DATASET RECORDS section start
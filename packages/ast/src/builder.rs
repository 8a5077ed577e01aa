//! Fluent construction of statement trees.
//!
//! The whole-stylesheet grammar lives upstream; this builder is how callers
//! and tests assemble the node shapes the reducer consumes. Values,
//! selectors and parameter lists are given as text and read with the value
//! and selector readers.

use crate::error::{ParseError, ParseResult};
use crate::expr::QualifiedName;
use crate::node::{ExportClause, ImportClause, MemberName, NodeKind};
use crate::selector_parser::parse_selector;
use crate::tree::{NodeId, SourceLocation, Tree};
use crate::value_parser::{parse_arguments, parse_parameters, parse_template, parse_value};

pub struct TreeBuilder {
    tree: Tree,
    stack: Vec<NodeId>,
    location: Option<SourceLocation>,
}

fn strip_dollar(name: &str) -> String {
    name.trim().trim_start_matches('$').to_string()
}

/// `a`, `$a`, `a as b`
fn member_name(text: &str) -> MemberName {
    match text.split_once(" as ") {
        Some((name, alias)) => MemberName::aliased(name.trim(), alias.trim()),
        None => MemberName::new(text.trim()),
    }
}

fn member_names(names: &[&str]) -> Vec<MemberName> {
    names.iter().map(|n| member_name(n)).collect()
}

impl TreeBuilder {
    pub fn new() -> Self {
        let tree = Tree::new();
        let root = tree.root();
        Self {
            tree,
            stack: vec![root],
            location: None,
        }
    }

    /// Take the built tree, leaving an empty one behind.
    pub fn finish(&mut self) -> Tree {
        self.stack.truncate(1);
        let tree = std::mem::take(&mut self.tree);
        self.stack[0] = self.tree.root();
        tree
    }

    /// Attach a source position to the next node.
    pub fn at(&mut self, line: u32, column: u32) -> &mut Self {
        self.location = Some(SourceLocation::new(line, column));
        self
    }

    fn current(&self) -> NodeId {
        self.stack.last().copied().unwrap_or_else(|| self.tree.root())
    }

    fn push(&mut self, kind: NodeKind) -> ParseResult<NodeId> {
        let id = self.tree.alloc_at(kind, self.location.take());
        let parent = self.current();
        self.tree
            .append(parent, id)
            .map_err(|e| ParseError::invalid_syntax(0, e.to_string()))?;
        Ok(id)
    }

    fn block<F>(&mut self, kind: NodeKind, body: F) -> ParseResult<&mut Self>
    where
        F: FnOnce(&mut Self) -> ParseResult<()>,
    {
        let id = self.push(kind)?;
        self.stack.push(id);
        let result = body(self);
        self.stack.pop();
        result?;
        Ok(self)
    }

    pub fn rule<F>(&mut self, selector: &str, body: F) -> ParseResult<&mut Self>
    where
        F: FnOnce(&mut Self) -> ParseResult<()>,
    {
        let selector = parse_selector(selector)?;
        self.block(NodeKind::Rule { selector }, body)
    }

    fn declaration(&mut self, property: &str, value: &str, important: bool) -> ParseResult<&mut Self> {
        let kind = NodeKind::Declaration {
            property: parse_template(property)?,
            value: parse_value(value)?,
            important,
        };
        self.push(kind)?;
        Ok(self)
    }

    pub fn decl(&mut self, property: &str, value: &str) -> ParseResult<&mut Self> {
        self.declaration(property, value, false)
    }

    pub fn decl_important(&mut self, property: &str, value: &str) -> ParseResult<&mut Self> {
        self.declaration(property, value, true)
    }

    fn variable(&mut self, name: &str, value: &str, exported: bool, default: bool) -> ParseResult<&mut Self> {
        let kind = NodeKind::VariableDecl {
            name: strip_dollar(name),
            value: parse_value(value)?,
            exported,
            default,
        };
        self.push(kind)?;
        Ok(self)
    }

    pub fn var(&mut self, name: &str, value: &str) -> ParseResult<&mut Self> {
        self.variable(name, value, false, false)
    }

    /// `@export $name: value`
    pub fn export_var(&mut self, name: &str, value: &str) -> ParseResult<&mut Self> {
        self.variable(name, value, true, false)
    }

    /// `$name: value !default`
    pub fn default_var(&mut self, name: &str, value: &str) -> ParseResult<&mut Self> {
        self.variable(name, value, false, true)
    }

    pub fn comment(&mut self, text: &str) -> &mut Self {
        let id = self.tree.alloc_at(
            NodeKind::Comment {
                text: text.to_string(),
            },
            self.location.take(),
        );
        let parent = self.current();
        // The current node is always a container pushed by `block`.
        let _ = self.tree.append(parent, id);
        self
    }

    pub fn if_<F>(&mut self, condition: &str, body: F) -> ParseResult<&mut Self>
    where
        F: FnOnce(&mut Self) -> ParseResult<()>,
    {
        let condition = parse_value(condition)?;
        self.block(NodeKind::If { condition }, body)
    }

    pub fn else_if<F>(&mut self, condition: &str, body: F) -> ParseResult<&mut Self>
    where
        F: FnOnce(&mut Self) -> ParseResult<()>,
    {
        let condition = Some(parse_value(condition)?);
        self.block(NodeKind::Else { condition }, body)
    }

    pub fn else_<F>(&mut self, body: F) -> ParseResult<&mut Self>
    where
        F: FnOnce(&mut Self) -> ParseResult<()>,
    {
        self.block(NodeKind::Else { condition: None }, body)
    }

    /// `@each $a, $b in iterable`
    pub fn each<F>(&mut self, names: &[&str], iterable: &str, body: F) -> ParseResult<&mut Self>
    where
        F: FnOnce(&mut Self) -> ParseResult<()>,
    {
        let kind = NodeKind::Each {
            names: names.iter().map(|n| strip_dollar(n)).collect(),
            iterable: parse_value(iterable)?,
        };
        self.block(kind, body)
    }

    pub fn mixin<F>(&mut self, name: &str, params: &str, body: F) -> ParseResult<&mut Self>
    where
        F: FnOnce(&mut Self) -> ParseResult<()>,
    {
        let kind = NodeKind::Mixin {
            name: name.to_string(),
            params: parse_parameters(params)?,
            exported: false,
        };
        self.block(kind, body)
    }

    /// `@export @mixin name(params)`
    pub fn export_mixin<F>(&mut self, name: &str, params: &str, body: F) -> ParseResult<&mut Self>
    where
        F: FnOnce(&mut Self) -> ParseResult<()>,
    {
        let kind = NodeKind::Mixin {
            name: name.to_string(),
            params: parse_parameters(params)?,
            exported: true,
        };
        self.block(kind, body)
    }

    pub fn include(&mut self, name: &str, args: &str) -> ParseResult<&mut Self> {
        let kind = NodeKind::Include {
            name: QualifiedName::parse(name),
            args: parse_arguments(args)?,
            has_content: false,
        };
        self.push(kind)?;
        Ok(self)
    }

    pub fn include_with_content<F>(&mut self, name: &str, args: &str, body: F) -> ParseResult<&mut Self>
    where
        F: FnOnce(&mut Self) -> ParseResult<()>,
    {
        let kind = NodeKind::Include {
            name: QualifiedName::parse(name),
            args: parse_arguments(args)?,
            has_content: true,
        };
        self.block(kind, body)
    }

    pub fn content(&mut self) -> ParseResult<&mut Self> {
        self.push(NodeKind::Content)?;
        Ok(self)
    }

    /// `@import $a, b as c from "specifier"`
    pub fn import_named(&mut self, specifier: &str, names: &[&str]) -> ParseResult<&mut Self> {
        self.push(NodeKind::Import {
            specifier: specifier.to_string(),
            clause: ImportClause::Named(member_names(names)),
        })?;
        Ok(self)
    }

    /// `@import "specifier" as namespace`
    pub fn import_namespace(&mut self, specifier: &str, namespace: &str) -> ParseResult<&mut Self> {
        self.push(NodeKind::Import {
            specifier: specifier.to_string(),
            clause: ImportClause::Namespace(namespace.to_string()),
        })?;
        Ok(self)
    }

    /// `@import * from "specifier"`
    pub fn import_glob(&mut self, specifier: &str) -> ParseResult<&mut Self> {
        self.push(NodeKind::Import {
            specifier: specifier.to_string(),
            clause: ImportClause::Glob,
        })?;
        Ok(self)
    }

    pub fn export_names(&mut self, names: &[&str]) -> ParseResult<&mut Self> {
        self.push(NodeKind::Export {
            clause: ExportClause::Names(member_names(names)),
        })?;
        Ok(self)
    }

    /// `@export * from "x"` when `names` is `None`.
    pub fn export_forward(&mut self, from: &str, names: Option<&[&str]>) -> ParseResult<&mut Self> {
        self.push(NodeKind::Export {
            clause: ExportClause::Forward {
                from: from.to_string(),
                names: names.map(member_names),
            },
        })?;
        Ok(self)
    }

    pub fn at_rule<F>(&mut self, name: &str, params: &str, body: F) -> ParseResult<&mut Self>
    where
        F: FnOnce(&mut Self) -> ParseResult<()>,
    {
        let kind = NodeKind::AtRule {
            name: name.to_string(),
            params: parse_template(params)?,
            has_block: true,
        };
        self.block(kind, body)
    }

    pub fn at_rule_statement(&mut self, name: &str, params: &str) -> ParseResult<&mut Self> {
        self.push(NodeKind::AtRule {
            name: name.to_string(),
            params: parse_template(params)?,
            has_block: false,
        })?;
        Ok(self)
    }

    /// Append an already-built node kind.
    pub fn node(&mut self, kind: NodeKind) -> ParseResult<&mut Self> {
        self.push(kind)?;
        Ok(self)
    }
}

impl Default for TreeBuilder {
    fn default() -> Self {
        Self::new()
    }
}

#[cfg(test)]
mod tests {
    use super::*;
    use crate::expr::Expr;

    #[test]
    fn test_builder_nests_blocks() {
        let tree = TreeBuilder::new()
            .rule(".a", |b| {
                b.var("x", "1px")?;
                b.rule("&-b", |b| {
                    b.decl("width", "$x")?;
                    Ok(())
                })?;
                Ok(())
            })
            .unwrap()
            .finish();
        let root = tree.root();
        assert_eq!(tree.children(root).len(), 1);
        let rule = tree.children(root)[0];
        assert_eq!(tree.children(rule).len(), 2);
        match tree.kind(tree.children(rule)[0]).unwrap() {
            NodeKind::VariableDecl { name, value, .. } => {
                assert_eq!(name, "x");
                assert_eq!(value, &Expr::dimension(1.0, "px"));
            }
            other => panic!("unexpected {:?}", other),
        }
    }

    #[test]
    fn test_builder_records_locations() {
        let mut builder = TreeBuilder::new();
        builder.at(3, 5).decl("color", "red").unwrap();
        builder.decl("color", "blue").unwrap();
        let tree = builder.finish();
        let children = tree.children(tree.root());
        assert_eq!(tree.location(children[0]), Some(SourceLocation::new(3, 5)));
        assert_eq!(tree.location(children[1]), None);
    }

    #[test]
    fn test_builder_surfaces_parse_errors() {
        let mut builder = TreeBuilder::new();
        assert!(builder.rule(":global(.a, .b)", |_| Ok(())).is_err());
        assert!(builder.decl("width", "1px )").is_err());
    }

    #[test]
    fn test_member_names_with_alias() {
        let mut builder = TreeBuilder::new();
        builder.import_named("./theme", &["$primary as $brand", "button"]).unwrap();
        let tree = builder.finish();
        match tree.kind(tree.children(tree.root())[0]).unwrap() {
            NodeKind::Import {
                clause: ImportClause::Named(names),
                ..
            } => {
                assert_eq!(names[0], MemberName::aliased("$primary", "$brand"));
                assert_eq!(names[1].local(), "button");
            }
            other => panic!("unexpected {:?}", other),
        }
    }
}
DATASET RECORDS section end
- ABOUT THIS TASK -
Check the data for the word "TreeBuilder" and pull out the lines that have it.

- ANSWER BELOW -
pub struct TreeBuilder {
impl TreeBuilder {
impl Default for TreeBuilder {
        let tree = TreeBuilder::new()
        let mut builder = TreeBuilder::new();
        let mut builder = TreeBuilder::new();
        let mut builder = TreeBuilder::new();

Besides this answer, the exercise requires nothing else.